On the other hand, I feel solid about having gotten help. It made the whole process nice and smooth and I feel I probably got a better outcome than I would have had I done it on my own, which matters a whole lot considering this is what will shape my life over the next few decades. Could be the difference between living a well-off life at a job I enjoy vs. working a shitty dead end job that I took because I didn't know all my options. That's pretty significant.


----------



## Eu_citzen (Jan 18, 2018)

I never really had any good experience with career counselors, I meet 2 during studies years ago as part of the schooling process.
Often they were very idealistic, i.e. not pragmatic enough for my "wants/needs".


----------



## Amine (Feb 23, 2014)

Eu_citzen said:


> I never really had any good experience with career counselors, I meet 2 during studies years ago as part of the schooling process.
> Often they were very idealistic, i.e. not pragmatic enough for my "wants/needs".


Being older and having had some experience helped me know how to use my career counselor. I could have done the same thing in high school and not gotten much out of it because my head was just in the clouds at that point. 

Perhaps it also makes a difference that this wasn't part of some process.

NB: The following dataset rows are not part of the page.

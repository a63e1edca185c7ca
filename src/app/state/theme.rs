use crate::theme::PaletteType;

#[derive(Debug, Clone, PartialEq)]
pub struct ThemeSelectionState {
    pub selected_index: usize,
    pub themes: Vec<PaletteType>,
}

impl ThemeSelectionState {
    /// Opens the picker on the palette currently in use.
    #[must_use]
    pub fn starting_at(current: PaletteType) -> Self {
        let themes = PaletteType::all().to_vec();
        let selected_index = themes.iter().position(|p| *p == current).unwrap_or(0);
        Self {
            selected_index,
            themes,
        }
    }

    #[must_use]
    pub fn selected(&self) -> Option<PaletteType> {
        self.themes.get(self.selected_index).copied()
    }
}

impl Default for ThemeSelectionState {
    fn default() -> Self {
        Self::starting_at(PaletteType::default())
    }
}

I found a private career counselor (and did a lot of deliberation about which one to go with first) and picked the one I thought would be most practical for me. 

She was the opposite of idealistic. Said she gets a lot of girls in their 20s who want to be Yoga instructors and she has to tell them that is a bad idea. That sort of thing. I told her money was pretty important to me, etc.


----------



## Brown Bird (Jul 5, 2017)

Hi, the only direct experience I have with career counselors has been with the school I am currently attending. Two of them, just went by a test, a version of the riasec and were like, you should do what the tests says or head in that general direction. The third was actually helpful and gave me some helpful tips about what to do. In this situation I had decided on a general career direction, I just wanted a plan B in case it didn't work out. I think it does help if you have some idea of what you want to do. I am sure there are people who are really great and some that aren't. It seems in these people jobs, there are people who don't enjoy the work and/or aren't very good at it but insist on staying in it. I suppose there are some popular books out there about career change too. But honestly, you probably have some general idea about what you really want to do, you just need to flesh it out or maybe you are having trouble accepting some part of that wants to express itself through the medium of an occupation. That is/was my problem. One piece of advice, don't keep thinking about it, you will just sabotage yourself and not listen to your gut which does play a role at some point in this process and then you will make hardly any progress. Good luck.


----------



## Eu_citzen (Jan 18, 2018)

Amine said:


> Being older and having had some experience helped me know how to use my career counselor. I could have done the same thing in high school and not gotten much out of it because *my head was just in the clouds at that point*.


That's exactly right, even if I were not terribly up in the clouds.
Counselors job should've been to bring down my expectations to a realistic level even more. (IMHO)

It all comes down to the individual doing the counseling.